WHAT IS BEING ASKED —
Each line with the word "markup" must appear in the answer, copied from the records.

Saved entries
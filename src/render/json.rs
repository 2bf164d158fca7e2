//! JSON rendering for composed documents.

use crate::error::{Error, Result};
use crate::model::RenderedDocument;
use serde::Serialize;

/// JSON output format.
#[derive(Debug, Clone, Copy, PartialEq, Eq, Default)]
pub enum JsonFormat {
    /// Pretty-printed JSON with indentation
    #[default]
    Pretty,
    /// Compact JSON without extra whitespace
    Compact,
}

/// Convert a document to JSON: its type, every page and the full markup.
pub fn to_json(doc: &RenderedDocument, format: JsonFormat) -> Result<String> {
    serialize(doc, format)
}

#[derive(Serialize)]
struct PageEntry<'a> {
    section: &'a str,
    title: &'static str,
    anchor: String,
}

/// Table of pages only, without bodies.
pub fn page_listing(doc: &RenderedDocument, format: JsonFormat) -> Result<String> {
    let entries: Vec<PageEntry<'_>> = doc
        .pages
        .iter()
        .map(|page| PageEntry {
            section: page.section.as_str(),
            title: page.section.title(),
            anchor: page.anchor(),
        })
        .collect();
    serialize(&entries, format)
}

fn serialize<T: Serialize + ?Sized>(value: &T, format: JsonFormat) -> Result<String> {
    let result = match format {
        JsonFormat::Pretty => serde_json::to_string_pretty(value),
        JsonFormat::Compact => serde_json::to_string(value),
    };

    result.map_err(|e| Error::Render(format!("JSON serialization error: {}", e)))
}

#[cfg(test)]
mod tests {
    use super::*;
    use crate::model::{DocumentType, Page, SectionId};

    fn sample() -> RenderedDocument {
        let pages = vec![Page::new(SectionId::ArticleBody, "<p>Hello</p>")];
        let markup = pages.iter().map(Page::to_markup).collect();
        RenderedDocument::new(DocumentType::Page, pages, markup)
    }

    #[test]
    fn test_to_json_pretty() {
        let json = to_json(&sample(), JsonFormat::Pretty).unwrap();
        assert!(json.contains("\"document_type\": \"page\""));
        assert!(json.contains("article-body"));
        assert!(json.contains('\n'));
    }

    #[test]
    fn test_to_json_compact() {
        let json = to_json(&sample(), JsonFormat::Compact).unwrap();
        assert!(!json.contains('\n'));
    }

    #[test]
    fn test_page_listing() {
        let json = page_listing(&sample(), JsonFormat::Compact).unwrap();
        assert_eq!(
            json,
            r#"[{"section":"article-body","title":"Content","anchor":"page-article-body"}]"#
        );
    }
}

* * *

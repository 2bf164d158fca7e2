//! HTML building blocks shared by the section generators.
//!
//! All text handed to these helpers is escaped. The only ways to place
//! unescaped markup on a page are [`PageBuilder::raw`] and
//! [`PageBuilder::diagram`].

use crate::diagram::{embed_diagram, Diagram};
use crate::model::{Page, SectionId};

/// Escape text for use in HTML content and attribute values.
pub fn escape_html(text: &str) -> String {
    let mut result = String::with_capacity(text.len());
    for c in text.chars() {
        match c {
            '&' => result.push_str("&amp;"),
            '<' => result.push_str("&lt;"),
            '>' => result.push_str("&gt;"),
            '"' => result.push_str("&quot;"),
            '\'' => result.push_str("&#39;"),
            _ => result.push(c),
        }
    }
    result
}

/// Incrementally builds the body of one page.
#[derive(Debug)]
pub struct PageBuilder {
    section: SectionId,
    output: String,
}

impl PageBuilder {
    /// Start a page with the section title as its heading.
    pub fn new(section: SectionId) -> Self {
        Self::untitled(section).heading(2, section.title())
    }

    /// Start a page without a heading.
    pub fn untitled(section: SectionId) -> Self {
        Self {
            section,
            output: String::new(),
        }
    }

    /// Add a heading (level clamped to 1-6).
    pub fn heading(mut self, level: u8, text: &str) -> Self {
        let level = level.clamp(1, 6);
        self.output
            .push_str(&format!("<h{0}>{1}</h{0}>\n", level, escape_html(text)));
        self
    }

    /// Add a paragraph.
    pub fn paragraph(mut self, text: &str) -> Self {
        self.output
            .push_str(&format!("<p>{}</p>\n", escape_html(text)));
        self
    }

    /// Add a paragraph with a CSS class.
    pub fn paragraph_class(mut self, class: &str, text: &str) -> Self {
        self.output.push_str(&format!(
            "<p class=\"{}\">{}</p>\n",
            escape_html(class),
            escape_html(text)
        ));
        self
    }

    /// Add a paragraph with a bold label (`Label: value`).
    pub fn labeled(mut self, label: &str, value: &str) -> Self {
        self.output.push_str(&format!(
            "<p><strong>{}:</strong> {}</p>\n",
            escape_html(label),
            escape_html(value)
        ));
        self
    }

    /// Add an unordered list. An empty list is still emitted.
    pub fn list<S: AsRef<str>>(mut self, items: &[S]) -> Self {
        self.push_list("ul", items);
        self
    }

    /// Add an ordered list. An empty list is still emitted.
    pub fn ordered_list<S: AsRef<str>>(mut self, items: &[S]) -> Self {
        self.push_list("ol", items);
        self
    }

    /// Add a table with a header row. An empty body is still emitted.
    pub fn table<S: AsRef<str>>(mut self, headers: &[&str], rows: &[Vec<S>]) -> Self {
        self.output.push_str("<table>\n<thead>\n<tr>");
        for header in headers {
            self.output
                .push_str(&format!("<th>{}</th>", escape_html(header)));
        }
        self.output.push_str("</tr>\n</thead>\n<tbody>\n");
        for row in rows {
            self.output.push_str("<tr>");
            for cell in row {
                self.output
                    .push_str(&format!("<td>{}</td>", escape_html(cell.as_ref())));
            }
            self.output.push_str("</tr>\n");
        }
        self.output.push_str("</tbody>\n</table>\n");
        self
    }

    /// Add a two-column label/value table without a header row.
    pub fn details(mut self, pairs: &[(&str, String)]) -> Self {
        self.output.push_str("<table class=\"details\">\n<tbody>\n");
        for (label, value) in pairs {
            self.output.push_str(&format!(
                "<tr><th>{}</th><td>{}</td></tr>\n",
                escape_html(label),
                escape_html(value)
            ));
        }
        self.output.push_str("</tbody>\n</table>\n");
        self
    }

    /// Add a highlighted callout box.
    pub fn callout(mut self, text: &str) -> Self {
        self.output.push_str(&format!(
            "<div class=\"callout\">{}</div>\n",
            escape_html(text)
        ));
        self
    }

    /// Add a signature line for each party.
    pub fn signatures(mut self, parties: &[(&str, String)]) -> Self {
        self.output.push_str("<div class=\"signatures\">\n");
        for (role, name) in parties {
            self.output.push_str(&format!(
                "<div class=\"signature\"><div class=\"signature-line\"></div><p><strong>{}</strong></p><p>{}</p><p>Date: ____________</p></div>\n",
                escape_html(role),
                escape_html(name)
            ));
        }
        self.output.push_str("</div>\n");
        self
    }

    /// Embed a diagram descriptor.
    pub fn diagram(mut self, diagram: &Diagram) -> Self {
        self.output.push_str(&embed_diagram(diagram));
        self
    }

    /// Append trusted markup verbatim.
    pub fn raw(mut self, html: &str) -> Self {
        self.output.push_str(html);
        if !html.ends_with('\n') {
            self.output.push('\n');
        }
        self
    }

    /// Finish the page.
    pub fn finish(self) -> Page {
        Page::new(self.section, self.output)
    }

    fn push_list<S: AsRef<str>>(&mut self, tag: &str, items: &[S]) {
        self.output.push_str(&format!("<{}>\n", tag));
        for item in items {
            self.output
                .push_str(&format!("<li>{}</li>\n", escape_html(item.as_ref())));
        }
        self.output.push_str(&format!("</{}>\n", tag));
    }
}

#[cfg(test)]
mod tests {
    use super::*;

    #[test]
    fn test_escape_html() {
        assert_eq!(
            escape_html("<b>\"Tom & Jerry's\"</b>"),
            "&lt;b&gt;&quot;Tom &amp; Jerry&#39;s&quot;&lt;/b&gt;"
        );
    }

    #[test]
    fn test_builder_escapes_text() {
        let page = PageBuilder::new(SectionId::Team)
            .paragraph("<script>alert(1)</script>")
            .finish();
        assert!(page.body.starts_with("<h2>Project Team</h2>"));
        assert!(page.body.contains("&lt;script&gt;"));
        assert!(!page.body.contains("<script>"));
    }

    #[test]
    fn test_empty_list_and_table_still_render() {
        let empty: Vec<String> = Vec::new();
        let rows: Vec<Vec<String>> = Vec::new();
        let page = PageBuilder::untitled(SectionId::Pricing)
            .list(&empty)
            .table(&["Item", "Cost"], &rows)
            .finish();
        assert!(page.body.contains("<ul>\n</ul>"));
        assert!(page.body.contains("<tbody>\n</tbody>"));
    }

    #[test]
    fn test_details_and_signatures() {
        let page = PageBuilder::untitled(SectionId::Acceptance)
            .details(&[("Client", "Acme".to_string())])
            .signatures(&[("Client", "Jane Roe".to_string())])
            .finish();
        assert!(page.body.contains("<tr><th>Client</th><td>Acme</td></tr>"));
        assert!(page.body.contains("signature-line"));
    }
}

EXERCISE OUTPUT —
/// Convert a document to JSON: its type, every page and the full markup.
        let markup = pages.iter().map(Page::to_markup).collect();
        RenderedDocument::new(DocumentType::Page, pages, markup)
//! unescaped markup on a page are [`PageBuilder::raw`] and
    /// Append trusted markup verbatim.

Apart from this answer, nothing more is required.